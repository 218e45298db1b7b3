// Copyright (c) 2025 Soumyadip Sarkar.
// All rights reserved.
//
// This source code is licensed under the license found in the
// LICENSE file in the root directory of this source tree.

//! Rule-based spending insights.

use chrono::{DateTime, Utc};
use rust_decimal::{Decimal, RoundingStrategy};
use std::collections::BTreeMap;

use crate::models::{CategoryId, InsightKind, NewInsight, Period, Transaction, TransactionType};
use crate::store::Ledger;
use crate::utils::currency_symbol;

pub const EMPTY_LEDGER_MESSAGE: &str = "Start adding transactions to get personalized insights!";

/// Savings rate (percent) above which the month earns a success insight.
pub const HEALTHY_SAVINGS_RATE: f64 = 20.0;

struct SpendingStats {
    expense_count: usize,
    total_expense: Decimal,
    by_category: Vec<(CategoryId, Decimal)>, // largest first
}

impl SpendingStats {
    fn from(transactions: &[Transaction]) -> Self {
        let mut groups: BTreeMap<CategoryId, Decimal> = BTreeMap::new();
        let mut expense_count = 0;
        let mut total_expense = Decimal::ZERO;
        for t in transactions.iter().filter(|t| t.r#type == TransactionType::Expense) {
            expense_count += 1;
            total_expense += t.amount;
            *groups.entry(t.category).or_insert(Decimal::ZERO) += t.amount;
        }
        let mut by_category: Vec<_> = groups.into_iter().collect();
        by_category.sort_by(|a, b| b.1.cmp(&a.1));
        Self {
            expense_count,
            total_expense,
            by_category,
        }
    }

    fn average_expense(&self) -> Option<Decimal> {
        if self.total_expense > Decimal::ZERO {
            Some(self.total_expense / Decimal::from(self.expense_count))
        } else {
            None
        }
    }

    fn top_share(&self) -> Option<(CategoryId, Decimal)> {
        let (category, amount) = self.by_category.first()?;
        if self.total_expense.is_zero() {
            return None;
        }
        Some((*category, *amount / self.total_expense * Decimal::ONE_HUNDRED))
    }
}

fn whole(d: Decimal) -> Decimal {
    d.round_dp_with_strategy(0, RoundingStrategy::MidpointAwayFromZero)
}

fn average_message(avg: Decimal, currency: &str) -> String {
    format!(
        "Your average transaction is {}{}",
        currency_symbol(currency),
        whole(avg)
    )
}

fn share_message(category: CategoryId, pct: Decimal) -> String {
    format!("{}% of spending is on {}", whole(pct), category.info().name)
}

/// Short insight lines for a transaction list. Deterministic for a given list.
pub fn generate_insights(transactions: &[Transaction], currency: &str) -> Vec<String> {
    if transactions.is_empty() {
        return vec![EMPTY_LEDGER_MESSAGE.to_string()];
    }
    let stats = SpendingStats::from(transactions);
    let mut out = Vec::new();
    if let Some(avg) = stats.average_expense() {
        out.push(average_message(avg, currency));
    }
    if let Some((category, pct)) = stats.top_share() {
        out.push(share_message(category, pct));
    }
    out
}

/// Plain-text digest: total expenses, top five categories, transaction count.
pub fn transaction_summary(transactions: &[Transaction], currency: &str) -> String {
    let stats = SpendingStats::from(transactions);
    let sym = currency_symbol(currency);
    let top = stats
        .by_category
        .iter()
        .take(5)
        .map(|(c, amt)| format!("{}: {}{}", c, sym, amt))
        .collect::<Vec<_>>()
        .join(", ");
    format!(
        "Total Expenses: {}{}\nTop Categories: {}\nTotal Transactions: {}",
        sym,
        stats.total_expense,
        top,
        transactions.len()
    )
}

/// Insight records for the ledger as of `now`, ready for `Ledger::add_insight`.
pub fn build_insights(ledger: &Ledger, now: DateTime<Utc>) -> Vec<NewInsight> {
    let transactions = ledger.transactions();
    if transactions.is_empty() {
        return vec![NewInsight {
            r#type: InsightKind::Tip,
            title: "Get started".into(),
            message: EMPTY_LEDGER_MESSAGE.into(),
            category_id: None,
        }];
    }

    let stats = SpendingStats::from(transactions);
    let mut out = Vec::new();
    if let Some(avg) = stats.average_expense() {
        out.push(NewInsight {
            r#type: InsightKind::Info,
            title: "Average expense".into(),
            message: average_message(avg, ledger.currency()),
            category_id: None,
        });
    }
    if let Some((category, pct)) = stats.top_share() {
        out.push(NewInsight {
            r#type: InsightKind::Info,
            title: "Top spending category".into(),
            message: share_message(category, pct),
            category_id: Some(category),
        });
    }

    let rate = ledger.savings_rate_at(Period::Month, now);
    if rate > HEALTHY_SAVINGS_RATE {
        out.push(NewInsight {
            r#type: InsightKind::Success,
            title: "Healthy savings rate".into(),
            message: format!("Great! You're saving {:.1}% of your income", rate),
            category_id: None,
        });
    } else if rate < 0.0 {
        out.push(NewInsight {
            r#type: InsightKind::Warning,
            title: "Spending exceeds income".into(),
            message: "Consider reducing expenses to improve your savings rate".into(),
            category_id: None,
        });
    }
    out
}
// Copyright (c) 2025 Soumyadip Sarkar.
// All rights reserved.
//
// This source code is licensed under the license found in the
// LICENSE file in the root directory of this source tree.

use finsight::commands::{calc, insights, profile, reports, reset, transactions};
use finsight::models::{CalculatorKind, CategoryId, Period, TransactionType};
use finsight::{cli, store::Ledger};

fn run(ledger: &mut Ledger, args: &[&str]) -> anyhow::Result<()> {
    let mut argv = vec!["finsight"];
    argv.extend_from_slice(args);
    let matches = cli::build_cli().get_matches_from(argv);
    match matches.subcommand() {
        Some(("tx", sub)) => transactions::handle(ledger, sub),
        Some(("calc", sub)) => calc::handle(ledger, sub),
        Some(("insights", sub)) => insights::handle(ledger, sub),
        Some(("profile", sub)) => profile::handle(ledger, sub),
        Some(("report", sub)) => reports::handle(ledger, sub),
        Some(("reset", sub)) => reset::handle(ledger, sub),
        other => panic!("unexpected subcommand {:?}", other.map(|(n, _)| n)),
    }
}

fn list_rows(ledger: &Ledger, args: &[&str]) -> Vec<transactions::TransactionRow> {
    let mut argv = vec!["finsight", "tx", "list"];
    argv.extend_from_slice(args);
    let matches = cli::build_cli().get_matches_from(argv);
    let (_, tx) = matches.subcommand().unwrap();
    let (_, sub) = tx.subcommand().unwrap();
    transactions::query_rows(ledger, sub).unwrap()
}

#[test]
fn add_without_category_runs_categorizer() {
    let mut ledger = Ledger::new();
    run(&mut ledger, &["tx", "add", "--title", "Swiggy dinner", "--amount", "450"]).unwrap();

    let tx = &ledger.transactions()[0];
    assert_eq!(tx.category, CategoryId::Food);
    assert_eq!(tx.r#type, TransactionType::Expense);
    assert!(tx.ai_categorized);
    assert_eq!(tx.ai_confidence, Some(0.75));
}

#[test]
fn add_with_explicit_category_and_date() {
    let mut ledger = Ledger::new();
    run(
        &mut ledger,
        &[
            "tx", "add", "--title", "March pay", "--amount", "85000", "--type", "income",
            "--category", "salary", "--date", "2025-03-01", "--note", "bonus incl.",
        ],
    )
    .unwrap();

    let tx = &ledger.transactions()[0];
    assert_eq!(tx.category, CategoryId::Salary);
    assert_eq!(tx.r#type, TransactionType::Income);
    assert!(!tx.ai_categorized);
    assert_eq!(tx.note.as_deref(), Some("bonus incl."));
    assert_eq!(ledger.total_income(Period::All).to_string(), "85000");
}

#[test]
fn add_rejects_bad_input() {
    let mut ledger = Ledger::new();
    assert!(run(&mut ledger, &["tx", "add", "--title", "x", "--amount", "abc"]).is_err());
    assert!(run(&mut ledger, &["tx", "add", "--title", "x", "--amount=-3"]).is_err());
    assert!(
        run(
            &mut ledger,
            &["tx", "add", "--title", "x", "--amount", "3", "--category", "groceries"]
        )
        .is_err()
    );
    assert!(ledger.transactions().is_empty());
    assert!(!ledger.is_dirty());
}

#[test]
fn list_filters_and_limits() {
    let mut ledger = Ledger::new();
    for (title, amount, cat, date) in [
        ("Lunch", "120", "food", "2025-01-05"),
        ("Cab", "300", "transport", "2025-01-10"),
        ("Dinner", "500", "food", "2025-01-20"),
        ("Pizza", "250", "food", "2025-02-02"),
    ] {
        run(
            &mut ledger,
            &[
                "tx", "add", "--title", title, "--amount", amount, "--category", cat, "--date",
                date,
            ],
        )
        .unwrap();
    }

    let food = list_rows(&ledger, &["--category", "food"]);
    let titles: Vec<_> = food.iter().map(|r| r.title.as_str()).collect();
    assert_eq!(titles, vec!["Pizza", "Dinner", "Lunch"]);

    let january = list_rows(&ledger, &["--from", "2025-01-01", "--to", "2025-01-20"]);
    assert_eq!(january.len(), 3);

    let limited = list_rows(&ledger, &["--limit", "2"]);
    assert_eq!(limited.len(), 2);
    assert_eq!(limited[0].title, "Pizza");

    assert!(list_rows(&ledger, &["--type", "income"]).is_empty());
}

#[test]
fn update_and_remove_by_id() {
    let mut ledger = Ledger::new();
    run(
        &mut ledger,
        &["tx", "add", "--title", "Groceries", "--amount", "800", "--category", "food"],
    )
    .unwrap();
    let id = ledger.transactions()[0].id.clone();

    run(
        &mut ledger,
        &["tx", "update", "--id", id.as_str(), "--amount", "950", "--category", "shopping"],
    )
    .unwrap();
    let tx = ledger.transaction(&id).unwrap();
    assert_eq!(tx.amount.to_string(), "950");
    assert_eq!(tx.category, CategoryId::Shopping);

    // nothing to change
    assert!(run(&mut ledger, &["tx", "update", "--id", id.as_str()]).is_err());
    // unknown ids are reported, not errors
    run(&mut ledger, &["tx", "update", "--id", "nope", "--title", "x"]).unwrap();

    run(&mut ledger, &["tx", "rm", "--id", id.as_str()]).unwrap();
    run(&mut ledger, &["tx", "rm", "--id", id.as_str()]).unwrap();
    assert!(ledger.transactions().is_empty());
}

#[test]
fn categorize_does_not_record() {
    let mut ledger = Ledger::new();
    run(&mut ledger, &["tx", "categorize", "--title", "Netflix", "--json"]).unwrap();
    assert!(ledger.transactions().is_empty());
    assert!(!ledger.is_dirty());
}

#[test]
fn reports_run_on_populated_ledger() {
    let mut ledger = Ledger::new();
    run(
        &mut ledger,
        &["tx", "add", "--title", "Pay", "--amount", "1000", "--type", "income"],
    )
    .unwrap();
    run(&mut ledger, &["tx", "add", "--title", "Uber", "--amount", "200"]).unwrap();

    let totals = reports::compute_totals(&ledger, Period::Month);
    assert_eq!(totals.income, "1000.00");
    assert_eq!(totals.expense, "200.00");
    assert_eq!(totals.net, "800.00");
    assert!((totals.savings_rate - 80.0).abs() < 1e-9);

    let cases: [&[&str]; 4] = [
        &["report", "totals", "--period", "all"],
        &["report", "balance", "--json"],
        &["report", "breakdown", "--period", "year"],
        &["report", "trend", "--months", "3"],
    ];
    for args in cases {
        run(&mut ledger, args).unwrap();
    }
}

#[test]
fn calculators_save_to_history_on_request() {
    let mut ledger = Ledger::new();
    run(
        &mut ledger,
        &["calc", "sip", "--monthly", "5000", "--rate", "12", "--years", "10"],
    )
    .unwrap();
    assert!(ledger.calculator_results().is_empty());

    run(
        &mut ledger,
        &[
            "calc", "emi", "--principal", "1000000", "--rate", "8.5", "--years", "20", "--save",
            "--name", "home loan",
        ],
    )
    .unwrap();
    run(
        &mut ledger,
        &[
            "calc", "credit", "--balance", "50000", "--apr", "36", "--payment", "1000", "--save",
        ],
    )
    .unwrap();

    let saved = ledger.calculator_results();
    assert_eq!(saved.len(), 2);
    assert_eq!(saved[0].r#type, CalculatorKind::Credit);
    assert_eq!(saved[0].results.get("payable"), Some(&0.0));
    assert_eq!(saved[1].name.as_deref(), Some("home loan"));
    assert_eq!(saved[1].inputs.get("years"), Some(&20.0));

    let id = saved[1].id.clone();
    run(&mut ledger, &["calc", "rm", "--id", id.as_str()]).unwrap();
    assert_eq!(ledger.calculator_results().len(), 1);

    assert!(
        run(
            &mut ledger,
            &["calc", "inflation", "--amount", "0", "--rate", "6", "--years", "10"]
        )
        .is_err()
    );
}

#[test]
fn fire_command_reads_ages() {
    let mut ledger = Ledger::new();
    run(
        &mut ledger,
        &[
            "calc", "fire", "--current-age", "30", "--retirement-age", "45",
            "--monthly-expenses", "50000", "--current-savings", "500000",
            "--monthly-savings", "30000", "--return", "12", "--save",
        ],
    )
    .unwrap();
    let saved = &ledger.calculator_results()[0];
    assert_eq!(saved.r#type, CalculatorKind::Fire);
    assert_eq!(saved.results.get("shortfall"), Some(&0.0));
}

#[test]
fn insights_generate_read_and_clear() {
    let mut ledger = Ledger::new();
    run(&mut ledger, &["insights", "generate"]).unwrap();
    assert_eq!(ledger.insights().len(), 1);

    let id = ledger.insights()[0].id.clone();
    run(&mut ledger, &["insights", "read", "--id", id.as_str()]).unwrap();
    assert!(ledger.unread_insights().is_empty());
    run(&mut ledger, &["insights", "summary"]).unwrap();
    run(&mut ledger, &["insights", "clear"]).unwrap();
    assert!(ledger.insights().is_empty());
}

#[test]
fn profile_then_reset_keeps_user() {
    let mut ledger = Ledger::new();
    assert!(run(&mut ledger, &["profile", "set", "--name", "Meera"]).is_err());
    run(
        &mut ledger,
        &["profile", "set", "--name", "Meera", "--email", "m@example.com", "--currency", "eur"],
    )
    .unwrap();
    assert_eq!(ledger.currency(), "EUR");
    run(&mut ledger, &["profile", "set", "--currency", "gbp"]).unwrap();
    assert_eq!(ledger.currency(), "GBP");

    run(&mut ledger, &["tx", "add", "--title", "Lunch", "--amount", "12"]).unwrap();
    assert!(run(&mut ledger, &["reset"]).is_err());
    assert_eq!(ledger.transactions().len(), 1);

    run(&mut ledger, &["reset", "--yes"]).unwrap();
    assert!(ledger.transactions().is_empty());
    assert_eq!(ledger.user().unwrap().name, "Meera");
}
#[cfg(test)]
mod tests {
    use super::*;
    use chrono::TimeZone;

    fn at(y: i32, m: u32, d: u32) -> DateTime<Utc> {
        Utc.with_ymd_and_hms(y, m, d, 12, 0, 0).unwrap()
    }

    #[test]
    fn month_window_is_rolling() {
        let now = at(2025, 3, 15);
        let (start, end) = period_window(Period::Month, now).unwrap();
        assert_eq!(start, at(2025, 2, 15));
        assert_eq!(end, now);
    }

    #[test]
    fn month_window_clamps_to_shorter_month() {
        let now = at(2025, 3, 31);
        let (start, _) = period_window(Period::Month, now).unwrap();
        assert_eq!(start, at(2025, 2, 28));
    }

    #[test]
    fn year_window_subtracts_twelve_months() {
        let now = at(2024, 2, 29);
        let (start, _) = period_window(Period::Year, now).unwrap();
        assert_eq!(start, at(2023, 2, 28));
    }

    #[test]
    fn week_window_is_seven_days() {
        let now = at(2025, 3, 15);
        let (start, _) = period_window(Period::Week, now).unwrap();
        assert_eq!(now - start, Duration::days(7));
    }

    #[test]
    fn all_is_unbounded() {
        assert!(period_window(Period::All, Utc::now()).is_none());
        assert!(in_window(at(2099, 1, 1), None));
    }

    #[test]
    fn today_starts_at_local_midnight() {
        let now = Utc::now();
        let (start, _) = period_window(Period::Today, now).unwrap();
        assert!(start <= now);
        assert!(now - start < Duration::hours(25));
        let local = start.with_timezone(&Local);
        assert_eq!(local.time(), NaiveTime::MIN);
    }
}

> _TASK ITEM_
Keep only the lines from the line with "let now = at(2025, 3, 31);" to the end of the records above, and repeat them exactly.

> _RESPONSE AREA_
        let now = at(2025, 3, 31);
        let (start, _) = period_window(Period::Month, now).unwrap();
        assert_eq!(start, at(2025, 2, 28));
    }

    #[test]
    fn year_window_subtracts_twelve_months() {
        let now = at(2024, 2, 29);
        let (start, _) = period_window(Period::Year, now).unwrap();
        assert_eq!(start, at(2023, 2, 28));
    }

    #[test]
    fn week_window_is_seven_days() {
        let now = at(2025, 3, 15);
        let (start, _) = period_window(Period::Week, now).unwrap();
        assert_eq!(now - start, Duration::days(7));
    }

    #[test]
    fn all_is_unbounded() {
        assert!(period_window(Period::All, Utc::now()).is_none());
        assert!(in_window(at(2099, 1, 1), None));
    }

    #[test]
    fn today_starts_at_local_midnight() {
        let now = Utc::now();
        let (start, _) = period_window(Period::Today, now).unwrap();
        assert!(start <= now);
        assert!(now - start < Duration::hours(25));
        let local = start.with_timezone(&Local);
        assert_eq!(local.time(), NaiveTime::MIN);
    }
}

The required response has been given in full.